Wire-houses and banks
continue in their never-ending attempt to boost profits. Morgan Stanley
now is enticing their brokers to change how they operate by adjusting their compensation plan. By next April, Morgan Stanley brokers will be able to keep more of the money they generate for the firm by using new technology and hitting certain client acquisition targets. And, they can earn even more if they're able to convince clients to take on more debt and do more of their banking at Morgan Stanley.
The firm's retail lending portfolio, comprised largely of mortgages and portfolio-backed loans, has tripled in the past five years as Morgan Stanley sought to catch up with rivals such as Merrill Lynch, UBS Wealth Americas and Wells Fargo Advisors that are owned by banking giants. As part of its push to encourage more lending, the firm is near-doubling the reward for advisers who bring in more client debt. Executives said changes to Morgan Stanley's lending-growth award program would allow advisers to earn significantly more than in past years.
Since wealth lending has become more prominent on Wall Street, some are expressing concerns about risk. Will wealth managers overdo it, pitching risky debt onto unsuspecting clients who then get financially over their skis? Last year,
Morgan Stanley paid a $1 million fine to resolve a Massachusetts investigation into alleged high pressure sales contests to originate wealth loans. And with real estate, stocks, 20th century art, and other valuable assets at record prices, it's possible that a market pullback would effectively put a margin call on wealthy clients.
Household Debt Levels
With household debt levels reaching new highs, encouraging clients to add to their debt balances might not be good for anyone - other than the broker or their firm. The Center for Microeconomic Data's latest report on household debt revealed
that debt reached a new peak in the first quarter of 2018.

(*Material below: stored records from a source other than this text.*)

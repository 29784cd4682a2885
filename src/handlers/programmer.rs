//! Programmer CRUD handlers: create, show, list, update (PUT/PATCH), delete.

use crate::error::AppError;
use crate::extractors::JsonBody;
use crate::model::{NewProgrammer, Programmer, ProgrammerCollection, ProgrammerRepresentation};
use crate::response::{created, ok};
use crate::state::AppState;
use crate::validation::{Submission, SubmitMode, NICKNAME_TAKEN};
use axum::{
    extract::{Path, State},
    http::{Method, StatusCode},
    response::IntoResponse,
};

/// Canonical read URL of a programmer.
pub fn programmer_url(nickname: &str) -> String {
    format!("/api/programmers/{}", urlencoding::encode(nickname))
}

async fn find_or_404(state: &AppState, nickname: &str) -> Result<Programmer, AppError> {
    state
        .store
        .find_by_nickname(nickname)
        .await?
        .ok_or_else(|| AppError::NotFound(format!("No programmer found with nickname \"{}\"", nickname)))
}

pub async fn create(
    State(state): State<AppState>,
    JsonBody(body): JsonBody,
) -> Result<impl IntoResponse, AppError> {
    let mut submission = Submission::bind(&body, SubmitMode::Create);
    let taken = match submission.nickname() {
        Some(nickname) => state.store.find_by_nickname(nickname).await?.is_some(),
        None => false,
    };
    if taken {
        submission.add_error("nickname", NICKNAME_TAKEN);
    }
    let (nickname, changes) = submission.into_create()?;

    let owner = state
        .store
        .find_user_by_username(&state.owner)
        .await?
        .ok_or_else(|| AppError::Internal(format!("owner user '{}' does not exist", state.owner)))?;

    let programmer = state
        .store
        .insert(NewProgrammer::new(nickname, changes, &owner))
        .await?;
    tracing::info!(nickname = %programmer.nickname, "programmer created");

    created(
        &programmer_url(&programmer.nickname),
        ProgrammerRepresentation::from(&programmer),
    )
}

pub async fn show(
    State(state): State<AppState>,
    Path(nickname): Path<String>,
) -> Result<impl IntoResponse, AppError> {
    let programmer = find_or_404(&state, &nickname).await?;
    Ok(ok(ProgrammerRepresentation::from(&programmer)))
}

pub async fn list(State(state): State<AppState>) -> Result<impl IntoResponse, AppError> {
    let programmers = state.store.list().await?;
    Ok(ok(ProgrammerCollection {
        programmers: programmers.iter().map(ProgrammerRepresentation::from).collect(),
    }))
}

/// PUT resets fields missing from the body, PATCH leaves them alone. The
/// nickname never changes.
pub async fn update(
    State(state): State<AppState>,
    Path(nickname): Path<String>,
    method: Method,
    body: Result<JsonBody, AppError>,
) -> Result<impl IntoResponse, AppError> {
    let mut programmer = find_or_404(&state, &nickname).await?;
    let JsonBody(body) = body?;

    let mode = if method == Method::PATCH {
        SubmitMode::Patch
    } else {
        SubmitMode::Replace
    };
    let changes = Submission::bind(&body, mode).into_changes()?;
    programmer.apply(changes);

    let saved = state.store.save(&programmer).await?;
    tracing::info!(nickname = %saved.nickname, method = %method, "programmer updated");
    Ok(ok(ProgrammerRepresentation::from(&saved)))
}

/// Always 204, whether or not the programmer existed.
pub async fn delete(
    State(state): State<AppState>,
    Path(nickname): Path<String>,
) -> Result<impl IntoResponse, AppError> {
    if state.store.delete_by_nickname(&nickname).await? {
        tracing::info!(nickname = %nickname, "programmer deleted");
    }
    Ok(StatusCode::NO_CONTENT)
}
//! Runtime configuration read from the environment (after `.env`, see the server binary).

use crate::error::ConfigError;
use crate::problem::ProblemSettings;
use std::net::SocketAddr;

pub const DEFAULT_BIND_ADDR: &str = "127.0.0.1:8000";
pub const DEFAULT_OWNER: &str = "weaverryan";
const DEFAULT_MAX_CONNECTIONS: u32 = 5;

#[derive(Clone, Debug)]
pub struct AppConfig {
    /// PostgreSQL URL. Without one the server keeps programmers in memory.
    pub database_url: Option<String>,
    pub bind_addr: SocketAddr,
    pub debug: bool,
    pub problem_type_base_url: Option<String>,
    /// Username that owns every created programmer.
    pub default_owner: String,
    pub max_connections: u32,
}

impl AppConfig {
    pub fn from_env() -> Result<Self, ConfigError> {
        Self::from_lookup(|key| std::env::var(key).ok())
    }

    pub fn from_lookup<F>(lookup: F) -> Result<Self, ConfigError>
    where
        F: Fn(&str) -> Option<String>,
    {
        let non_empty = |key: &str| lookup(key).map(|v| v.trim().to_string()).filter(|v| !v.is_empty());

        let bind_raw = non_empty("BIND_ADDR").unwrap_or_else(|| DEFAULT_BIND_ADDR.to_string());
        let bind_addr: SocketAddr = bind_raw.parse().map_err(|e: std::net::AddrParseError| ConfigError::Invalid {
            key: "BIND_ADDR",
            value: bind_raw.clone(),
            reason: e.to_string(),
        })?;

        let debug = match non_empty("APP_DEBUG") {
            Some(v) => parse_bool("APP_DEBUG", &v)?,
            None => false,
        };

        let max_connections: u32 = match non_empty("DB_MAX_CONNECTIONS") {
            Some(v) => v.parse().map_err(|e: std::num::ParseIntError| ConfigError::Invalid {
                key: "DB_MAX_CONNECTIONS",
                value: v.clone(),
                reason: e.to_string(),
            })?,
            None => DEFAULT_MAX_CONNECTIONS,
        };

        Ok(AppConfig {
            database_url: non_empty("DATABASE_URL"),
            bind_addr,
            debug,
            problem_type_base_url: non_empty("PROBLEM_TYPE_BASE_URL"),
            default_owner: non_empty("DEFAULT_OWNER").unwrap_or_else(|| DEFAULT_OWNER.to_string()),
            max_connections,
        })
    }

    pub fn problem_settings(&self) -> ProblemSettings {
        ProblemSettings {
            debug: self.debug,
            type_base_url: self.problem_type_base_url.clone(),
        }
    }
}

fn parse_bool(key: &'static str, value: &str) -> Result<bool, ConfigError> {
    match value.to_lowercase().as_str() {
        "1" | "true" | "yes" | "on" => Ok(true),
        "0" | "false" | "no" | "off" => Ok(false),
        _ => Err(ConfigError::Invalid {
            key,
            value: value.to_string(),
            reason: "expected true or false".into(),
        }),
    }
}
//! Programmer API: CRUD over programmers with `application/problem+json` errors.

pub mod config;
pub mod error;
pub mod extractors;
pub mod handlers;
pub mod middleware;
pub mod model;
pub mod problem;
pub mod response;
pub mod routes;
pub mod state;
pub mod store;
pub mod validation;

pub use config::AppConfig;
pub use error::{AppError, ConfigError};
pub use model::{Programmer, ProgrammerRepresentation, User};
pub use problem::{ApiProblem, ProblemSettings, ProblemType, PROBLEM_JSON};
pub use routes::{app, common_routes, programmer_routes, with_problem_boundary};
pub use state::AppState;
pub use store::{ensure_database_exists, ensure_schema, MemoryStore, PgProgrammerStore, ProgrammerStore};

According to the report, aggregate household debt balances increased in the first quarter of 2018, for the fifteenth consecutive quarter, and are now $526 billion higher than the previous peak of $12.68 trillion (in the third quarter of 2008). As of March 31, 2018, total household indebtedness was $13.21 trillion, a $63 billion increase from the prior quarter. Overall household debt is now 18.5% above the low in the second quarter of 2013.
Debt in and of itself isn't a bad thing; it greases the wheels of the economy by allowing individuals to make big investments today - like buying a house or going to college - by pledging some of their future earnings.
But as debt levels rise, the household sector will be more sensitive to interest rates, and consumer spending - which accounts for two-thirds of GDP - becomes more sensitive to future income expectations.
Carrots and Sticks
Brokerage firms are employing both positive and negative incentive techniques to drive results. Morgan Stanley
advisers who bring in clients with less than $250,000 in assets stand to face penalties if those clients don't use the technologies and services Morgan Stanley is pushing. And, at Merrill Lynch, advisers who miss minimum goals are punished with a pay cut of up to 2 percentage points.
By now, reports that brokerage firms and banks
incentivize their employees to push certain products or services that will benefit the firm, should not come as a surprise to our Market Digest readers. We have opined in this forum previously that these firms are not Fiduciaries for their clients. They are held to the "suitability" standard which does not require advice to be in the client's best interest. As a reminder, Registered Investment Advisors like New Market Wealth, are required by law, to act as a Fiduciary and put their clients' interest first. This includes often necessary advice around incurring debt. The sales tactics deployed at many of these banks and wire-houses are once again reminders that when seeking investment counsel it's vital to (1) get a sound explanation of why they're recommending certain products or services and (2) ask for full transparency on fees and adviser compensation.